In recommending the enactment of the nightwork bill, the Factory Investigating Commission carefully considered the adverse opinion of the New York Court of Appeals, which five years ago, in the Williams case, declared unconstitutional a similar law prohibiting the night work of women. The commission concluded that two new circumstances justified the enactment of a new law and the reargument of the principle at stake before the highest court of New York—the only court of last resort which has rendered a decision on this subject.

These two circumstances are, first, the decision of the Supreme Court of the United States upholding the Oregon ten-hour law for women, handed down since the decision in the Williams case was rendered; and second, the existence of many “facts of common knowledge” regarding the physical, moral and economic effects of night work, facts which were not brought to the attention of the New York Court of Appeals when it decided that Katie Mead was not likely to be injured by working at 10.20 P. M. in a given occupation.

When the new case comes up for argument it is reasonable to hope that the New York court will follow the lead of the Supreme Court of the United States in taking “judicial cognizance” of those ascertained facts which go far beyond the single case at bar, and present to the court the world’s experience as to legislation of this character.

CALIFORNIA WOMEN AND THE VICE SITUATION

A red light injunction and abatement bill, not essentially different from the law now in effect in Iowa and Nebraska, passed both houses of the California Legislature with good majorities and was signed by Governor Hiram W. Johnson on April 7. The law declares houses of prostitution and assignation to be nuisances and holds responsible both the proprietor of the house and the owner of the building.

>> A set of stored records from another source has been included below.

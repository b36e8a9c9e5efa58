//! Passphrase-based key derivation.
//!
//! Keys and IVs are derived from a passphrase by hash stretching: the UTF-8
//! bytes of the passphrase are hashed and the digest is split into key and
//! IV. There is no salt and no iteration count; derivation is deterministic,
//! so the same passphrase always opens data encrypted with it. This is a
//! compatibility requirement of the on-disk format, not a choice this module
//! gets to make.
//!
//! The digest family is selected by the total number of bytes needed:
//! SHA-384 covers up to 48 bytes, SHA-512 up to 64, and larger requests (up
//! to [MAX_STRETCH_BYTES]) lay identical SHA-512 digests of the passphrase
//! end to end. Shorter requests are always a prefix of longer ones for the
//! same passphrase within the same digest family.
//!
//! # Example
//!
//! ```
//! use twinscan_crypto::kdf;
//!
//! let km = kdf::stretch("my passphrase", 32, 16).unwrap();
//! assert_eq!(32, km.key().len());
//! assert_eq!(16, km.iv().len());
//!
//! // The same passphrase always derives the same material.
//! assert_eq!(km, kdf::stretch("my passphrase", 32, 16).unwrap());
//! ```

pub mod backends;

use zeroize::Zeroize;

use crate::error::CryptoError;
use crate::symmetric::KeyMaterial;

pub use backends::{OpensslStretch, Sha2Stretch, StretchBackend};

/// Upper bound on `key_len + block_len` a single derivation can cover.
pub const MAX_STRETCH_BYTES: usize = 320;

const SHA384_LEN: usize = 48;
const SHA512_LEN: usize = 64;

/// Derives key material from a passphrase using the default pure-Rust
/// backend. See [stretch_with].
pub fn stretch(
    passphrase: &str,
    key_len: usize,
    block_len: usize,
) -> Result<KeyMaterial, CryptoError> {
    stretch_with::<Sha2Stretch>(passphrase, key_len, block_len)
}

/// Derives `key_len` key bytes plus `block_len` IV/tweak bytes from a
/// passphrase.
///
/// The first `key_len` bytes of the stretched digest become the key, the
/// next `block_len` bytes the IV. Fails with [CryptoError::KeyTooLarge] when
/// the total exceeds [MAX_STRETCH_BYTES].
pub fn stretch_with<B: StretchBackend>(
    passphrase: &str,
    key_len: usize,
    block_len: usize,
) -> Result<KeyMaterial, CryptoError> {
    let total = key_len + block_len;
    if total > MAX_STRETCH_BYTES {
        return Err(CryptoError::KeyTooLarge {
            requested: total,
            max: MAX_STRETCH_BYTES,
        });
    }

    let input = passphrase.as_bytes();
    let mut stretched = if total <= SHA384_LEN {
        B::sha384(input).to_vec()
    } else if total <= SHA512_LEN {
        B::sha512(input).to_vec()
    } else {
        let digest = B::sha512(input);
        let mut buf = Vec::with_capacity(total.next_multiple_of(SHA512_LEN));
        while buf.len() < total {
            buf.extend_from_slice(&digest);
        }
        buf
    };

    let key_material = KeyMaterial::new(
        stretched[..key_len].to_vec(),
        stretched[key_len..total].to_vec(),
    );
    stretched.zeroize();
    Ok(key_material)
}

#[cfg(test)]
mod tests {
    use super::*;

    #[generic_tests::define]
    mod backend {
        use super::*;

        #[test]
        fn derivation_is_deterministic<B: StretchBackend>() {
            let first = stretch_with::<B>("correct horse battery staple", 32, 16).unwrap();
            let second = stretch_with::<B>("correct horse battery staple", 32, 16).unwrap();
            assert_eq!(first, second);
        }

        #[test]
        fn different_passphrases_derive_different_material<B: StretchBackend>() {
            let a = stretch_with::<B>("passphrase a", 16, 16).unwrap();
            let b = stretch_with::<B>("passphrase b", 16, 16).unwrap();
            assert_ne!(a, b);
        }

        #[test]
        fn aes128_material_matches_published_layout<B: StretchBackend>() {
            // SHA-384 of the passphrase split 16/16. Pinned so backend or
            // refactoring changes cannot silently break old archives.
            let km = stretch_with::<B>("littlelitesoftware", 16, 16).unwrap();
            assert_eq!("875a2ff66b3ab67c3009dda9a503158c", hex::encode(km.key()));
            assert_eq!("3ca89a12b6cfaf1ca5fd7037c4bf6539", hex::encode(km.iv()));
        }

        #[test]
        fn totals_within_a_family_are_prefix_compatible<B: StretchBackend>() {
            let short = stretch_with::<B>("prefix", 16, 16).unwrap();
            let long = stretch_with::<B>("prefix", 32, 16).unwrap();
            assert_eq!(short.key(), &long.key()[..16]);

            let sha512_short = stretch_with::<B>("prefix", 56, 8).unwrap();
            let sha512_long = stretch_with::<B>("prefix", 128, 64).unwrap();
            assert_eq!(sha512_short.key(), &sha512_long.key()[..56]);
        }

        #[test]
        fn large_totals_repeat_the_sha512_digest<B: StretchBackend>() {
            let km = stretch_with::<B>("repeat", 128, 128).unwrap();
            assert_eq!(&km.key()[..64], &km.key()[64..128]);
        }

        #[test]
        fn oversized_total_is_rejected<B: StretchBackend>() {
            let err = stretch_with::<B>("x", 256, 128).unwrap_err();
            assert!(matches!(
                err,
                CryptoError::KeyTooLarge {
                    requested: 384,
                    max: MAX_STRETCH_BYTES,
                }
            ));
        }

        #[test]
        fn ceiling_total_is_accepted<B: StretchBackend>() {
            let km = stretch_with::<B>("x", 192, 128).unwrap();
            assert_eq!(192, km.key().len());
            assert_eq!(128, km.iv().len());
        }

        #[instantiate_tests(<Sha2Stretch>)]
        mod sha2 {}

        #[instantiate_tests(<OpensslStretch>)]
        mod openssl {}
    }

    #[test]
    fn backends_agree() {
        for (key_len, block_len) in [(16, 16), (32, 16), (56, 8), (128, 128)] {
            assert_eq!(
                stretch_with::<Sha2Stretch>("backend parity", key_len, block_len).unwrap(),
                stretch_with::<OpensslStretch>("backend parity", key_len, block_len).unwrap(),
            );
        }
    }

    #[test]
    fn default_backend_is_sha2() {
        assert_eq!(
            stretch("default", 32, 32).unwrap(),
            stretch_with::<Sha2Stretch>("default", 32, 32).unwrap(),
        );
    }
}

It enables any citizen, whether personally damaged or not, to bring action; and it levies a fine against the property itself and forbids its use at any future time for such purpose.[[2]]

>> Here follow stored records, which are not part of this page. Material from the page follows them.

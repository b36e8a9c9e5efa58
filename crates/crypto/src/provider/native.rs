//! Native cipher sessions backed by OpenSSL's EVP layer.
//!
//! Native padding is always disabled; the shared padding layer in
//! [crate::symmetric::mode] runs on top so native and software output is
//! byte-identical. Construction failures are reported to the selector,
//! which falls back to the software path.

use openssl::error::ErrorStack;
use openssl::symm::{Cipher, Crypter, Mode};

use crate::catalog::AlgorithmId;
use crate::error::CryptoError;
use crate::symmetric::mode::{apply_padding, strip_padding, BlockMode, Padding};
use crate::symmetric::Direction;
use crate::symmetric::KeyMaterial;

/// Returns the EVP cipher for the algorithm/mode pair, or `None` when the
/// pair has no native path.
pub(crate) fn native_cipher(id: AlgorithmId, mode: BlockMode) -> Option<Cipher> {
    match (id, mode) {
        (AlgorithmId::Aes128, BlockMode::Ecb) => Some(Cipher::aes_128_ecb()),
        (AlgorithmId::Aes128, BlockMode::Cbc) => Some(Cipher::aes_128_cbc()),
        (AlgorithmId::Aes192, BlockMode::Ecb) => Some(Cipher::aes_192_ecb()),
        (AlgorithmId::Aes192, BlockMode::Cbc) => Some(Cipher::aes_192_cbc()),
        (AlgorithmId::Aes256, BlockMode::Ecb) => Some(Cipher::aes_256_ecb()),
        (AlgorithmId::Aes256, BlockMode::Cbc) => Some(Cipher::aes_256_cbc()),
        // Mode and padding do not apply to the keystream cipher.
        (
            AlgorithmId::Arc4_40
            | AlgorithmId::Arc4_64
            | AlgorithmId::Arc4_128
            | AlgorithmId::Arc4_256,
            _,
        ) => Some(Cipher::rc4()),
        _ => None,
    }
}

/// Checks whether the native engine can hand out cipher contexts at all.
/// RC4 may still be missing (OpenSSL 3 moved it to the legacy provider);
/// that is handled per session, not here.
pub(crate) fn probe() -> bool {
    Crypter::new(Cipher::aes_128_ecb(), Mode::Encrypt, &[0u8; 16], None).is_ok()
}

/// One native cipher operation. Mirrors the streaming contract of the
/// software [crate::symmetric::mode::ModeTransform].
pub(crate) struct NativeSession {
    crypter: Crypter,
    block_len: usize,
    padding: Padding,
    direction: Direction,
}

impl NativeSession {
    pub(crate) fn new(
        cipher: Cipher,
        direction: Direction,
        padding: Padding,
        key_material: &KeyMaterial,
    ) -> Result<Self, ErrorStack> {
        let mode = match direction {
            Direction::Encrypt => Mode::Encrypt,
            Direction::Decrypt => Mode::Decrypt,
        };
        let iv = cipher.iv_len().map(|_| key_material.iv());
        let mut crypter = Crypter::new(cipher, mode, key_material.key(), iv)?;
        crypter.pad(false);
        Ok(Self {
            crypter,
            block_len: cipher.block_size(),
            padding,
            direction,
        })
    }

    pub(crate) fn block_len(&self) -> usize {
        self.block_len
    }

    pub(crate) fn update(&mut self, data: &[u8]) -> Result<Vec<u8>, CryptoError> {
        let mut out = vec![0; data.len() + self.block_len];
        let written = self
            .crypter
            .update(data, &mut out)
            .map_err(CryptoError::transform)?;
        out.truncate(written);
        Ok(out)
    }

    pub(crate) fn finalize(mut self, tail: &[u8]) -> Result<Vec<u8>, CryptoError> {
        if self.block_len == 1 {
            let mut out = self.update(tail)?;
            out.extend(self.finish()?);
            return Ok(out);
        }
        match self.direction {
            Direction::Encrypt => {
                let split = tail.len() - tail.len() % self.block_len;
                let (blocks, partial) = tail.split_at(split);
                let mut out = self.update(blocks)?;
                let padded = apply_padding(self.padding, partial, self.block_len)?;
                out.extend(self.update(&padded)?);
                out.extend(self.finish()?);
                Ok(out)
            }
            Direction::Decrypt => {
                if tail.len() % self.block_len != 0 {
                    return Err(CryptoError::InvalidPadding);
                }
                if tail.is_empty() && self.padding.strips_on_decrypt() {
                    return Err(CryptoError::InvalidPadding);
                }
                let mut out = self.update(tail)?;
                out.extend(self.finish()?);
                let plain_len = strip_padding(self.padding, &out, self.block_len)?;
                out.truncate(plain_len);
                Ok(out)
            }
        }
    }

    /// Flushes the crypter. With padding disabled this returns nothing, but
    /// skipping it would leave EVP errors unchecked.
    fn finish(&mut self) -> Result<Vec<u8>, CryptoError> {
        let mut out = vec![0; self.block_len];
        let written = self
            .crypter
            .finalize(&mut out)
            .map_err(CryptoError::transform)?;
        out.truncate(written);
        Ok(out)
    }
}
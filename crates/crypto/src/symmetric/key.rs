use zeroize::Zeroize;

/// Key and IV/tweak bytes for one cipher operation.
///
/// Produced by key derivation ([crate::kdf]) or supplied directly by the
/// caller. The key length must equal the algorithm descriptor's key length
/// and the IV/tweak length its block length; a transform created from
/// mismatched material fails immediately, before any bytes are processed.
///
/// The bytes are zeroed on drop. This is a best-effort hygiene measure for
/// per-operation secrets, not a guarantee against e.g. swapped-out memory.
pub struct KeyMaterial {
    key: Vec<u8>,
    iv: Vec<u8>,
}

impl KeyMaterial {
    /// Creates key material from raw key and IV/tweak bytes.
    pub fn new(key: Vec<u8>, iv: Vec<u8>) -> Self {
        Self { key, iv }
    }

    /// Creates key material from hex strings. Meant for test vectors; the
    /// hex input circumvents the zero-on-drop protection.
    pub fn from_hex(key_hex: &str, iv_hex: &str) -> Result<Self, hex::FromHexError> {
        Ok(Self {
            key: hex::decode(key_hex)?,
            iv: hex::decode(iv_hex)?,
        })
    }

    /// The key bytes.
    pub fn key(&self) -> &[u8] {
        &self.key
    }

    /// The IV/tweak bytes.
    pub fn iv(&self) -> &[u8] {
        &self.iv
    }
}

impl std::fmt::Debug for KeyMaterial {
    fn fmt(&self, f: &mut std::fmt::Formatter<'_>) -> std::fmt::Result {
        write!(
            f,
            "KeyMaterial(key_len={}, iv_len={})",
            self.key.len(),
            self.iv.len()
        )
    }
}

impl Drop for KeyMaterial {
    fn drop(&mut self) {
        self.key.zeroize();
        self.iv.zeroize();
    }
}

impl PartialEq for KeyMaterial {
    fn eq(&self, other: &Self) -> bool {
        self.key == other.key && self.iv == other.iv
    }
}

impl Eq for KeyMaterial {}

The bill has had a somewhat dramatic history. In 1911 it was introduced at the request of the Woman’s Christian Temperance Union by Assemblyman Wyllie, but though favorably reported from the Public Morals Committee it was killed by re-reference to the Judiciary Committee too late to be returned to the floor.

The tremendous general awakening since then on the subject of the social evil and the exposure in San Francisco of the enormous sums reaped by organized vice under the Schmitz-Ruef regime, led to the formation of a society of social hygiene. The efforts of the United States Department of Justice to suppress the traffic in girls led to the establishment of an anti-slavery society; and the State Board of Health, under the leadership of Dr. William F. Snow, made venereal, like other contagious diseases, reportable, though only by case numbers.

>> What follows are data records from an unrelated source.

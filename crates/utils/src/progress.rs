//! Progress and cancellation callbacks for long-running operations.
//!
//! Long-running operations (e.g. encrypting a whole report file) report their
//! progress through the [Progress] trait and poll it for cooperative
//! cancellation. Rendering a progress bar is the job of the caller (the
//! desktop shell); this crate only provides the callback seam plus two
//! ready-made implementations.

use std::sync::atomic::{AtomicBool, AtomicU64, Ordering};

/// Callback interface for chunk-level progress reporting.
///
/// Implementations must be usable from the thread running the operation.
/// Cancellation is cooperative and coarse-grained: operations only check
/// [Progress::is_cancelled] between chunks, never inside a single transform.
pub trait Progress: Sync {
    /// Called after each processed chunk with the total number of chunks
    /// processed so far.
    fn chunk_processed(&self, chunks_done: u64) {
        let _ = chunks_done;
    }

    /// Returns `true` if the caller requested cancellation. The operation
    /// aborts at the next chunk boundary.
    fn is_cancelled(&self) -> bool {
        false
    }
}

/// A [Progress] implementation that ignores all callbacks.
pub struct NoProgress;

impl Progress for NoProgress {}

/// A [Progress] implementation that counts chunks and supports cancellation
/// from another thread.
#[derive(Default)]
pub struct CountingProgress {
    chunks: AtomicU64,
    cancelled: AtomicBool,
}

impl CountingProgress {
    /// Creates a new counter with zero chunks processed.
    pub fn new() -> Self {
        Self::default()
    }

    /// Number of chunks reported so far.
    pub fn chunks(&self) -> u64 {
        self.chunks.load(Ordering::Relaxed)
    }

    /// Requests cancellation of the operation using this progress object.
    pub fn cancel(&self) {
        self.cancelled.store(true, Ordering::Relaxed);
    }
}

impl Progress for CountingProgress {
    fn chunk_processed(&self, chunks_done: u64) {
        self.chunks.store(chunks_done, Ordering::Relaxed);
    }

    fn is_cancelled(&self) -> bool {
        self.cancelled.load(Ordering::Relaxed)
    }
}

Attention has been gradually focussed upon the question of the desirability of segregation of vice or “red light” districts which exist in nearly all the cities of California except Los Angeles, and in most of the larger towns. San Francisco is the only city to make an attempt at systematic regulation and medical examination and this city has been the object of repeated criticism on the part of those who do not believe in the European system of regimentation. It has also done its part in preparing the public mind for a more intelligent discussion of such measures as the injunction and abatement bill, the requirement of a health certificate for marriage, and the several bills limiting the liquor traffic which were offered in the present Legislature.